Immunotherapy agents known as checkpoint inhibitors have shown considerable promise in patients with hematologic cancers who relapse after a transplant with donor stem cells. Preliminary results from the first clinical trial in these patients of one such agent – nivolumab – indicate that along with signs of effectiveness, it also produced significant side effects at the dose initially studied. The findings indicate a need for further clinical trials in this group before being considered for off-label use with these patients, Dana-Farber Cancer Institute investigators report.

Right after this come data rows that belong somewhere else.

//! `epcache remove <id>` – delete a task. A running worker is stopped first.

use anyhow::{bail, Result};
use epcache_core::control::{default_control_socket_path, ControlCommand};

use crate::cli::control_socket;
use crate::cli::CliContext;

pub async fn run_remove(ctx: &CliContext, id: &str) -> Result<()> {
    let socket = default_control_socket_path(&ctx.state_dir);
    if let Ok(Some(reply)) = control_socket::send_command(&socket, &ControlCommand::Stop(id.to_string())).await {
        tracing::debug!("stop before remove: {}", reply);
    }
    if !ctx.db.delete_task(id).await? {
        bail!("no task {}", id);
    }
    println!("Removed task {}", id);
    Ok(())
}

Results from the investigator-initiated, multicenter study, which were presented at an oral abstract session at the 59th American Society of Hematology (ASH) Annual Meeting and Exposition in Atlanta also include encouraging follow-up data from a trial in which the checkpoint inhibitor ipilimumab produced responses in nearly one-third of patients with relapsed hematologic malignancies after an allogeneic (donor) stem cell transplant.
The trial of nivolumab – which blocks a protein called PD-1 that can blunt the immune system’s attack on cancer – was spurred by retrospective studies that showed that the drug could be effective but often produced harsh side effects, including graft-versus-host disease, a disorder in which immune system cells in transplanted tissue attack a patient’s healthy cells. The first six patients in the trial received a dose of 1 mg/kg of body weight. While a patient with lymphoma responded well to the treatment, several others experienced adverse side effects, including two who died of complications that were possibly treatment-related. The next eight participants received a 0.5 mg/kg dose, and the occurrence of significant side effects appears to be less so far, researchers report.
“We’re now exploring whether this lower dose is safe and efficacious,” says the study’s lead author, Matthew Davids, MD, MMSc, Associate Director, Center for Chronic Lymphocytic Leukemia, Dana-Farber Cancer Institute. “Because of toxicity concerns, we emphasize that treating patients with nivolumab post-transplant should be done in the context of a clinical trial, not off-label.”
In the ipilimumab trial – results of which were published last year in the New England Journal of Medicine – many of the participants continue to fare well, Davids remarks. The NEJM paper reported that 32 percent of patients treated with a 10 mg/kg dose responded to the drug after relapsing from an allogeneic stem cell transplant, while none of those receiving a 3 kg/mg dose did. At the ASH meeting, researchers will report that of the 22 patients treated at the 10 mg/kg level, nine remain alive and three are free of disease progression a median of 15 months after the trial ended. One of the patients with leukemia cutis remains in complete remission more than three years from initial dosing.
Because of the divergence of results at the 10 and 3 mg/kg levels, investigators have also been testing a mid-range dose of 5 mg/kg to determine if it strikes the right balance of efficacy and safety. In the 15 patients treated at 5 mg/kg, efficacy appeared to be slightly less than at the 10 mg/kg dose, while the toxicities were “fairly equivalent,” Davids remarks. These results indicate that 10 mg/kg is probably the optimal dose for this group of patients, he adds.